### Task brief
Go through the records below and copy out every line holding "create".

(Items listed in a dataset)
——

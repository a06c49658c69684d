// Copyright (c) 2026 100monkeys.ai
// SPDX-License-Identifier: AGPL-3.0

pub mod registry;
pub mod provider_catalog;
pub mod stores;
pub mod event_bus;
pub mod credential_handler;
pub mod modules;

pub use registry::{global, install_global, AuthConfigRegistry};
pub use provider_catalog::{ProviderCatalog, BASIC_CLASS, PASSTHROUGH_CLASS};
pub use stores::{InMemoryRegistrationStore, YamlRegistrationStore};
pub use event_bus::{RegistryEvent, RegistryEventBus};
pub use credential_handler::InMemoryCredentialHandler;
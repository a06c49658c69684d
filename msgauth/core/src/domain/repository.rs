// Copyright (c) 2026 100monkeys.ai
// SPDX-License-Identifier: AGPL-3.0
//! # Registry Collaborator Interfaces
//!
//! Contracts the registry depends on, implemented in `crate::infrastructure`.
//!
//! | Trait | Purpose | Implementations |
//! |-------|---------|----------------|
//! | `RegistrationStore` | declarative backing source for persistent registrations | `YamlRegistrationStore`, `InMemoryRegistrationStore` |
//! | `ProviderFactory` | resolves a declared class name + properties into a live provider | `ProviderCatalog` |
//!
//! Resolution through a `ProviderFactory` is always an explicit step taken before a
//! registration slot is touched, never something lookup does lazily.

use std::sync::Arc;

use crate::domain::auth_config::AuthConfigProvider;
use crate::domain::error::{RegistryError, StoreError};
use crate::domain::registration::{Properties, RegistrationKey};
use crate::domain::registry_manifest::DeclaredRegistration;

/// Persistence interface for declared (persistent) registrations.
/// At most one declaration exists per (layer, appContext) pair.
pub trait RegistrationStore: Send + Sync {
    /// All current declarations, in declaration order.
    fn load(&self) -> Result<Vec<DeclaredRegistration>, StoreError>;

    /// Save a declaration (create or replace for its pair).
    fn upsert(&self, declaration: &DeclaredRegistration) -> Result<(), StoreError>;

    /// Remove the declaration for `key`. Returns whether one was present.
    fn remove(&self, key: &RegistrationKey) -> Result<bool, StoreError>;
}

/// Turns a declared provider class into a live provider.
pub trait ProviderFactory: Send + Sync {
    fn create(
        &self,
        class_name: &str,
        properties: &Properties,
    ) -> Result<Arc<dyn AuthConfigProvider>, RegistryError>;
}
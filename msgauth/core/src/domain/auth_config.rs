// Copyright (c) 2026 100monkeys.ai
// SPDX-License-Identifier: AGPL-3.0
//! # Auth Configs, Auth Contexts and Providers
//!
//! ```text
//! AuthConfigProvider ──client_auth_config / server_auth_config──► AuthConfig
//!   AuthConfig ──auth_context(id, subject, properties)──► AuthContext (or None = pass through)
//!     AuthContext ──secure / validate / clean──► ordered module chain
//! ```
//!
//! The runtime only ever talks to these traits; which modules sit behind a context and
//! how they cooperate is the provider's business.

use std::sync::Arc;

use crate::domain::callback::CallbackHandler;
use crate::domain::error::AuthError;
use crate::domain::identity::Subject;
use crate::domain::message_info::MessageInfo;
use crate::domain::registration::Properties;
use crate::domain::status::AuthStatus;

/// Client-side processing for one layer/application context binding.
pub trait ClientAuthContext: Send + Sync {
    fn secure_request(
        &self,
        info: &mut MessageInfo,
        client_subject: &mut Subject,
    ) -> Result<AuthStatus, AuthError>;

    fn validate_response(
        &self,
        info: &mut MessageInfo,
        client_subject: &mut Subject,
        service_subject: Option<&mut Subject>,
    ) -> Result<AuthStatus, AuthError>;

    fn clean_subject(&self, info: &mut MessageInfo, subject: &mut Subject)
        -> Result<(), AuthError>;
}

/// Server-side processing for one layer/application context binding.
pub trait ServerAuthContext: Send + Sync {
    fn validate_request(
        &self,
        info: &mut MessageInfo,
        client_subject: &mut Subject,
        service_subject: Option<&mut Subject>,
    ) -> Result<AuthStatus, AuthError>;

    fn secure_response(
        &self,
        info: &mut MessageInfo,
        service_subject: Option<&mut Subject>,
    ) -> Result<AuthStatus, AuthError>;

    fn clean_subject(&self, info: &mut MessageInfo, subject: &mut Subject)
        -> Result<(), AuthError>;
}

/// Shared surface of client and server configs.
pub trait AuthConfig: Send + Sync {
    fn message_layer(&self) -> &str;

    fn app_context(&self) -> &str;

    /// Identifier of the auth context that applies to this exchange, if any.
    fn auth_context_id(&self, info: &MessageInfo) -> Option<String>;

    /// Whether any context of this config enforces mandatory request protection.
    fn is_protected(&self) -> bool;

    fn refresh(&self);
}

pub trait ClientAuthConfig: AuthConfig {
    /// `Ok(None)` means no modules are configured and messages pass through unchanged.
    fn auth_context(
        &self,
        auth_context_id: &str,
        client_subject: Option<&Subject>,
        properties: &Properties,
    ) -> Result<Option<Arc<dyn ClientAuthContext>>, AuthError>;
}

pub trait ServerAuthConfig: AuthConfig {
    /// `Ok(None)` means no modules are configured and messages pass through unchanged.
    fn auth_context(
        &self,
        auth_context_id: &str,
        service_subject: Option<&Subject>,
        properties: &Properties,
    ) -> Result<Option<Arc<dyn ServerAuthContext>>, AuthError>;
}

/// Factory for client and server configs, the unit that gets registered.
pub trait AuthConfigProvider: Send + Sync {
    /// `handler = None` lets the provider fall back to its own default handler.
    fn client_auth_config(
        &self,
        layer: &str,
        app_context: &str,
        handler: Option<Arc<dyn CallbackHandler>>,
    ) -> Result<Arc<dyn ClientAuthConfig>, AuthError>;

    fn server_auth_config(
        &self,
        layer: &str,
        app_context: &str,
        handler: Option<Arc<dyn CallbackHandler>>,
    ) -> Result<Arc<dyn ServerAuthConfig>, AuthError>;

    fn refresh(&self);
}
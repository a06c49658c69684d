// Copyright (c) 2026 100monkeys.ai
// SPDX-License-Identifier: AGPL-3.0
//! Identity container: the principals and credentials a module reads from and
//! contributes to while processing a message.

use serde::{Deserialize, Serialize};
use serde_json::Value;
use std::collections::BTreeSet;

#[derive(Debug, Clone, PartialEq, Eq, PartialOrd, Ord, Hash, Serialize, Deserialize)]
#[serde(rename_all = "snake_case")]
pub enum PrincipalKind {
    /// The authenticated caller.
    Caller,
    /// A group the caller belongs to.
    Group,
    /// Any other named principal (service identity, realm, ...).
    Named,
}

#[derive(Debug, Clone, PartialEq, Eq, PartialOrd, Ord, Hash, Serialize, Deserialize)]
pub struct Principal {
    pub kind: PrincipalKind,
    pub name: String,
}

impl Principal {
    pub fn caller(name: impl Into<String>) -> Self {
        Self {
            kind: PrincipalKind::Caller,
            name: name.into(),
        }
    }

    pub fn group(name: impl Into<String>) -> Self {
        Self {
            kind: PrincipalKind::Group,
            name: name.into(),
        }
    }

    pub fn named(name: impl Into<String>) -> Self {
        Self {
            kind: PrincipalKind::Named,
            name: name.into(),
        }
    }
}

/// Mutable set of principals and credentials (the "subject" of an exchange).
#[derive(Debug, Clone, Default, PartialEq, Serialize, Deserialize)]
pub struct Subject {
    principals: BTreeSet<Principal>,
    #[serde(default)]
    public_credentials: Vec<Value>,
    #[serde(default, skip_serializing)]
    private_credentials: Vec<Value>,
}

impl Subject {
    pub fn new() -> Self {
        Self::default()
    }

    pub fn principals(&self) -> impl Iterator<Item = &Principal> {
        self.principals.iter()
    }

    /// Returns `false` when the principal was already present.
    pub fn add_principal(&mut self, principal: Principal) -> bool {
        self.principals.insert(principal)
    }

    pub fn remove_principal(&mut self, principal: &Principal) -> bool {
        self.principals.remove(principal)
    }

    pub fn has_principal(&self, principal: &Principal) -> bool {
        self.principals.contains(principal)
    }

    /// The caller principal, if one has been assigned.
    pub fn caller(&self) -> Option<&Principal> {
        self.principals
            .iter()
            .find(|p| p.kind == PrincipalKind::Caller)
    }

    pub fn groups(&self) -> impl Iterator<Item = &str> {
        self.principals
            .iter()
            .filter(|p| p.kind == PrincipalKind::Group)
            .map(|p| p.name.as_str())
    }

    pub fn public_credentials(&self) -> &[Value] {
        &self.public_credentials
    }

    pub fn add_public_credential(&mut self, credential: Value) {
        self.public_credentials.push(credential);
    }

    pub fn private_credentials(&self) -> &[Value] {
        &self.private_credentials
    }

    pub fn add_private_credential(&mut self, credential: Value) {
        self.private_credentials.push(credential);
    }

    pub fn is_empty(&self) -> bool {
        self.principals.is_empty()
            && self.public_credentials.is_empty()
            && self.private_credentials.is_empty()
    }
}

——

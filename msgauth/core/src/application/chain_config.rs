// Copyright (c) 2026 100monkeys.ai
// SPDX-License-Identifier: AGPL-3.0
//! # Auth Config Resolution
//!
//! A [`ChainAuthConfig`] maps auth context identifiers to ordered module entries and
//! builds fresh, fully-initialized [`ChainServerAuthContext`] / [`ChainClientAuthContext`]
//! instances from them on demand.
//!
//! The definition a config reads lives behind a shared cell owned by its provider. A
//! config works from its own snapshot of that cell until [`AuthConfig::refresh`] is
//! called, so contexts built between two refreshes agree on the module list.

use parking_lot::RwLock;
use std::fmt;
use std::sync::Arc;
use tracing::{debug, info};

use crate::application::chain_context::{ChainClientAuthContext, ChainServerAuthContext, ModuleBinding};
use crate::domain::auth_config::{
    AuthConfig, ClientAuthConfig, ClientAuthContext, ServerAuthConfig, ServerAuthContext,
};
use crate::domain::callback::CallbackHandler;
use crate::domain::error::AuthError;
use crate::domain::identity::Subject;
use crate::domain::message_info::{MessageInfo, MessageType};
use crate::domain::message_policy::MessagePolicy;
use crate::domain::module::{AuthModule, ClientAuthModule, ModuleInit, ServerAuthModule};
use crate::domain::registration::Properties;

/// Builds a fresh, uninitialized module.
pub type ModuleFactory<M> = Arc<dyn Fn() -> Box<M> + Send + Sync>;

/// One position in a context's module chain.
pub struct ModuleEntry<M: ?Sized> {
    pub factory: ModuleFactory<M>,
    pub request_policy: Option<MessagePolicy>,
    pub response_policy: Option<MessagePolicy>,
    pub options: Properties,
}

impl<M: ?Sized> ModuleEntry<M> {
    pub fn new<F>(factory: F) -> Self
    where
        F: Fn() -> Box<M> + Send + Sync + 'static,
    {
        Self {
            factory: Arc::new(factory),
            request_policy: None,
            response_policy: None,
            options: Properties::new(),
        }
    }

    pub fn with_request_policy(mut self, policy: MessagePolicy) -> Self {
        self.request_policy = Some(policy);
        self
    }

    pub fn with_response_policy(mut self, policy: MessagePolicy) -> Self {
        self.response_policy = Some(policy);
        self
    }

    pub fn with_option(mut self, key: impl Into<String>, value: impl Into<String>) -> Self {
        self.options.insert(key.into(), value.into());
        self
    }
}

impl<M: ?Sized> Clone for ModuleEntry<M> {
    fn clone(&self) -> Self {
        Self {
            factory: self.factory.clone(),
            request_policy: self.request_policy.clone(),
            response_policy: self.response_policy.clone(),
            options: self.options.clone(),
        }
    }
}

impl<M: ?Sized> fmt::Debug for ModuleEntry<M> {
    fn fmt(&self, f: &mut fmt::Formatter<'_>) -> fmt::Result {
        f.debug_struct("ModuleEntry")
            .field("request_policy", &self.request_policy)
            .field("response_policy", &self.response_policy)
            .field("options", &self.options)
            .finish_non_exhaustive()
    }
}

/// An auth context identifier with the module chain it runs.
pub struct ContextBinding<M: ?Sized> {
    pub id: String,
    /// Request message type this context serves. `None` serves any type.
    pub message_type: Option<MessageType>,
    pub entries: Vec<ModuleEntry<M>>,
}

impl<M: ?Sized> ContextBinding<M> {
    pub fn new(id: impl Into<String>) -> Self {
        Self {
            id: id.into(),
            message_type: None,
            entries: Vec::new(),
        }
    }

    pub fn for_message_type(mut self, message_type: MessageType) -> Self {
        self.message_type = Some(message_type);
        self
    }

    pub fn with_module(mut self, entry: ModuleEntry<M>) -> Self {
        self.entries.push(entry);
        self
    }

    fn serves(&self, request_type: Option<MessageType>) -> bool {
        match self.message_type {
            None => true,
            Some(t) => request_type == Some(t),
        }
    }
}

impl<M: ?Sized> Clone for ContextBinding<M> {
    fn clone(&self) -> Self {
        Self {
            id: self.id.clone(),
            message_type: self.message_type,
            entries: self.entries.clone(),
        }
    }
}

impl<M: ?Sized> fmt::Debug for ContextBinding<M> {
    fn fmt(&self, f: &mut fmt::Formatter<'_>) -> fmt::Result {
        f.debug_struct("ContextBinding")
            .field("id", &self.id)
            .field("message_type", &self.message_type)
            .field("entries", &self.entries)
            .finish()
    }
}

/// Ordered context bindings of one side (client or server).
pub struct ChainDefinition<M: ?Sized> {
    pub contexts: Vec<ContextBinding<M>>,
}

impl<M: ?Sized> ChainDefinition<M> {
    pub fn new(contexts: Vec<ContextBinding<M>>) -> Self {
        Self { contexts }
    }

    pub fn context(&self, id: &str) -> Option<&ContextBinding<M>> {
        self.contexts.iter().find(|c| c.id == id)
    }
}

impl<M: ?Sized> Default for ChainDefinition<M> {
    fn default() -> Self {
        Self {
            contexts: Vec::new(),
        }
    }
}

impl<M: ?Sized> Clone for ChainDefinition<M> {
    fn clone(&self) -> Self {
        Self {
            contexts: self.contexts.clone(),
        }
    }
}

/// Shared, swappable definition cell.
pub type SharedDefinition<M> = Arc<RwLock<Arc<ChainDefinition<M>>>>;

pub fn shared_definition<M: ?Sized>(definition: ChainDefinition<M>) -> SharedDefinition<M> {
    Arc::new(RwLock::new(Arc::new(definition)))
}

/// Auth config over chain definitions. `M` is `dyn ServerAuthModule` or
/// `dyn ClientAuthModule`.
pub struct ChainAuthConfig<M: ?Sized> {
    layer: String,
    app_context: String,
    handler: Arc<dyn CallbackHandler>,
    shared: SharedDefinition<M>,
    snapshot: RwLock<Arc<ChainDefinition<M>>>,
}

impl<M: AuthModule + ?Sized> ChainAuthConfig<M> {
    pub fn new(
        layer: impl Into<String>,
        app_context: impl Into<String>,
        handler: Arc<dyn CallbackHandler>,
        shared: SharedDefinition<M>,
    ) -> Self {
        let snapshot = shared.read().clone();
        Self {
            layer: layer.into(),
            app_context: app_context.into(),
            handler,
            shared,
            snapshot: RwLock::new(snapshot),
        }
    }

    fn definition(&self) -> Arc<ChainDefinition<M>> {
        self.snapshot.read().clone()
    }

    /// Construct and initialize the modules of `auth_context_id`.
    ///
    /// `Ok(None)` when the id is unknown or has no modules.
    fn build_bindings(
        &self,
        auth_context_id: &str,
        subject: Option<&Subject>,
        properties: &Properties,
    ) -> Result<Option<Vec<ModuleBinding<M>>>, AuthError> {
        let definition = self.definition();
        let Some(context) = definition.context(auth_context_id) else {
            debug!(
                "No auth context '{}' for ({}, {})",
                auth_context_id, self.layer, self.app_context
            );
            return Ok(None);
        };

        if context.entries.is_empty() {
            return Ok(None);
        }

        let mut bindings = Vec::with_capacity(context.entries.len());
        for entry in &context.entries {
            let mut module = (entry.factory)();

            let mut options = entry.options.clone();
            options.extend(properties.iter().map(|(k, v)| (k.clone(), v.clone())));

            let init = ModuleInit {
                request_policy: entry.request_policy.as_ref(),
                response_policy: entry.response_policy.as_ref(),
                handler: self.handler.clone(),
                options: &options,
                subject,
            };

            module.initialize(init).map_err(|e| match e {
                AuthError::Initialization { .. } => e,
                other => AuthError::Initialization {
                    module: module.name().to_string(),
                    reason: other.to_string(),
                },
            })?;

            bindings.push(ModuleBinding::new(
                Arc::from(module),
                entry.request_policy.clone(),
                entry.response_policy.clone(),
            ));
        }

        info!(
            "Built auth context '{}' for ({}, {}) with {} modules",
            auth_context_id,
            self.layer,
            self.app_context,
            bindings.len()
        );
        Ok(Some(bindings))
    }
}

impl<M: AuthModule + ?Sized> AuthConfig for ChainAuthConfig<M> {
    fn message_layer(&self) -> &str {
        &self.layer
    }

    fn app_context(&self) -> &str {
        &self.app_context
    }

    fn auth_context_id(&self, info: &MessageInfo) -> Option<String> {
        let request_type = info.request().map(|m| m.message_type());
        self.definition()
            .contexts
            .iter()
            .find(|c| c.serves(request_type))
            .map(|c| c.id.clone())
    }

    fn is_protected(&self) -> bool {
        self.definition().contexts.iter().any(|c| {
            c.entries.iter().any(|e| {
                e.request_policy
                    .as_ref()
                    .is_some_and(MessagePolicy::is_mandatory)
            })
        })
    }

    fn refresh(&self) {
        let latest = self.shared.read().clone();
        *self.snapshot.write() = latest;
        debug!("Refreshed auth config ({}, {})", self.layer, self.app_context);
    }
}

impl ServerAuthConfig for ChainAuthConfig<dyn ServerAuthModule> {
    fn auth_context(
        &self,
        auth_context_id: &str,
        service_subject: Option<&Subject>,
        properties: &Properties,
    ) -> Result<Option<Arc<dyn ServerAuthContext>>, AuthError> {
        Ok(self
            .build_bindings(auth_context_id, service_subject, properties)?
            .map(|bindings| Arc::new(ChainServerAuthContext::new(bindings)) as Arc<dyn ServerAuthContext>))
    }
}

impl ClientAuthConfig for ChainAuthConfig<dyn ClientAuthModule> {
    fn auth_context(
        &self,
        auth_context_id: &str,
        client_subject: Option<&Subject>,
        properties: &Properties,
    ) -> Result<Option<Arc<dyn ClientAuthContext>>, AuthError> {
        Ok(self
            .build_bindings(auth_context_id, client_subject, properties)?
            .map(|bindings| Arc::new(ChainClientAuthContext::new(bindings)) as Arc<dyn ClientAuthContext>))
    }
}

——

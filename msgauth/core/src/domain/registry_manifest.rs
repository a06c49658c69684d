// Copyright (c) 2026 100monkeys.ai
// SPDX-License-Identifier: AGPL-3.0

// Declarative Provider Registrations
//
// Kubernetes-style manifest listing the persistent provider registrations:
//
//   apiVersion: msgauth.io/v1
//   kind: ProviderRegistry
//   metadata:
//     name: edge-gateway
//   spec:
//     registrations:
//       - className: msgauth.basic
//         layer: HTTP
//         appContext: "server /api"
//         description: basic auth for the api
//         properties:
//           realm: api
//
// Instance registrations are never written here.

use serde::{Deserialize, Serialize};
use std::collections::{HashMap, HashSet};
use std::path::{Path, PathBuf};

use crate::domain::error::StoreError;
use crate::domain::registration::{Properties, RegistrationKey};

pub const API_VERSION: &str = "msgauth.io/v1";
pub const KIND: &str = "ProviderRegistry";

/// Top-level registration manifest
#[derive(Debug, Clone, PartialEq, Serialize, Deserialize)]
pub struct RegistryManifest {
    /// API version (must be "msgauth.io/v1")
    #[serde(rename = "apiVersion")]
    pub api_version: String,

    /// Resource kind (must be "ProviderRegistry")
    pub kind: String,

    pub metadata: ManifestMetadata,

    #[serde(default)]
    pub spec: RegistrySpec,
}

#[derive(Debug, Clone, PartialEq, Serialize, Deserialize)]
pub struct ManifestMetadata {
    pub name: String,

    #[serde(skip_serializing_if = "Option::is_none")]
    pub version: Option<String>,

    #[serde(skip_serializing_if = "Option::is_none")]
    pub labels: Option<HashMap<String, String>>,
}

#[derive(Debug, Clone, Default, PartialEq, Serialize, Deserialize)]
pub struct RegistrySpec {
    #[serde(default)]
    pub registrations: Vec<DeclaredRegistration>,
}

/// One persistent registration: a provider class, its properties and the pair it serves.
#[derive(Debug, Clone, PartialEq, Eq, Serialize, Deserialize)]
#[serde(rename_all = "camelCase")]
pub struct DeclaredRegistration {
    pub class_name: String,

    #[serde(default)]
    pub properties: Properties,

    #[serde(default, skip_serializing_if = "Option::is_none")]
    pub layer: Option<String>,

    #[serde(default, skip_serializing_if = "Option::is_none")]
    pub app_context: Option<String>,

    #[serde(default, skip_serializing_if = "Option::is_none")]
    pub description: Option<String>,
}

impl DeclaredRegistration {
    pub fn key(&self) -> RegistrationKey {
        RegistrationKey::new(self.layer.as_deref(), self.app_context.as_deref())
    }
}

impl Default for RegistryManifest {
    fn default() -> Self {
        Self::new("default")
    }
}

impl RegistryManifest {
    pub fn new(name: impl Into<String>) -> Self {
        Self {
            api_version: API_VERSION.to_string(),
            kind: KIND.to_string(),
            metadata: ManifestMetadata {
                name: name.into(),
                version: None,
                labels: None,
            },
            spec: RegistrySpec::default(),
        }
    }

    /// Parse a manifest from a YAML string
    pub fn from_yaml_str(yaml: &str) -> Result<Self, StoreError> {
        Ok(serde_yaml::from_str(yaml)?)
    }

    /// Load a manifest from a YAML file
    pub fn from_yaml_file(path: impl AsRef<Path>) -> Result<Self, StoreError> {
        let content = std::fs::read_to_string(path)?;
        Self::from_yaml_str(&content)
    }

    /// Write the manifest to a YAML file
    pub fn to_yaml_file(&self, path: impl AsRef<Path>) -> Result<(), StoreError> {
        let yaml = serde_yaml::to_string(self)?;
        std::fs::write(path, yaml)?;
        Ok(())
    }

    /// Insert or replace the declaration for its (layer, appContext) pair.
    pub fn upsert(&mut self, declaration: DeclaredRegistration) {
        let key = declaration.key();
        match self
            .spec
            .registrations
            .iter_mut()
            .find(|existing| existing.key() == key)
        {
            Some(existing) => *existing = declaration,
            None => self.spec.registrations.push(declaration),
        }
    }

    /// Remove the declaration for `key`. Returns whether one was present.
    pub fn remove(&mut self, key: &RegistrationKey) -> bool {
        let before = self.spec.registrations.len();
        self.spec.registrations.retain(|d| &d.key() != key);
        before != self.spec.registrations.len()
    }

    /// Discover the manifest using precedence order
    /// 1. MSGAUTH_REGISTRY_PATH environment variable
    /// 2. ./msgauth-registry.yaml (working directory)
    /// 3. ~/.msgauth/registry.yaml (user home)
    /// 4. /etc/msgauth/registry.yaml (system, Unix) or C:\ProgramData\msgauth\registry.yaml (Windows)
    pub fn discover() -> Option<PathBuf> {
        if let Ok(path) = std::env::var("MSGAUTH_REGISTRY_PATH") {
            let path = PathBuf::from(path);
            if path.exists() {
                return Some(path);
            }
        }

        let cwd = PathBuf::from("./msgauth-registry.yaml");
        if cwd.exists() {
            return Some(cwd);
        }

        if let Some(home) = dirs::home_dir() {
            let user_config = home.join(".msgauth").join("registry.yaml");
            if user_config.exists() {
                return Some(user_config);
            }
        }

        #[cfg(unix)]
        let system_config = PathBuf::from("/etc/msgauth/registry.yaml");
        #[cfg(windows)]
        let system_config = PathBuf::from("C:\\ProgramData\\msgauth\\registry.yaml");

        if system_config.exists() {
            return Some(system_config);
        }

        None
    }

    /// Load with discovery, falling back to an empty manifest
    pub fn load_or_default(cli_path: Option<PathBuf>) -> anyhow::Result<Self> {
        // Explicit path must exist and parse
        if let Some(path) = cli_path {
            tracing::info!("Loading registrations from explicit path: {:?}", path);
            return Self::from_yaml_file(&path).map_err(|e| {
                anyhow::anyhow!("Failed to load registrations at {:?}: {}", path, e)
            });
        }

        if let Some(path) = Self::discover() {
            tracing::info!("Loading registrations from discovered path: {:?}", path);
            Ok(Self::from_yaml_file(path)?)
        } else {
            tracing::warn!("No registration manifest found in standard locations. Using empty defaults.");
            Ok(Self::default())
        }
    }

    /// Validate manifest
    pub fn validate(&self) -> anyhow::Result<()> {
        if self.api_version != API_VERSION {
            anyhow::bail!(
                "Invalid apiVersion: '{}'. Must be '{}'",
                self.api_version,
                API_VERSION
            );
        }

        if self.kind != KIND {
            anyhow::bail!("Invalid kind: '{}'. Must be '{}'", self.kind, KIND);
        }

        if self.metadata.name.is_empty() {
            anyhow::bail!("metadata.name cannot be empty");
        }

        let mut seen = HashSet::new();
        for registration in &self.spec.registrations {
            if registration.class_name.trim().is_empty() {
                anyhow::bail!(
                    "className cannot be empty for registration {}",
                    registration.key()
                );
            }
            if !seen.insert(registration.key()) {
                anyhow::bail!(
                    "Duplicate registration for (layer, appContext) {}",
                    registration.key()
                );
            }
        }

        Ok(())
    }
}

——

### Written solution
    /// Save a declaration (create or replace for its pair).
    fn create(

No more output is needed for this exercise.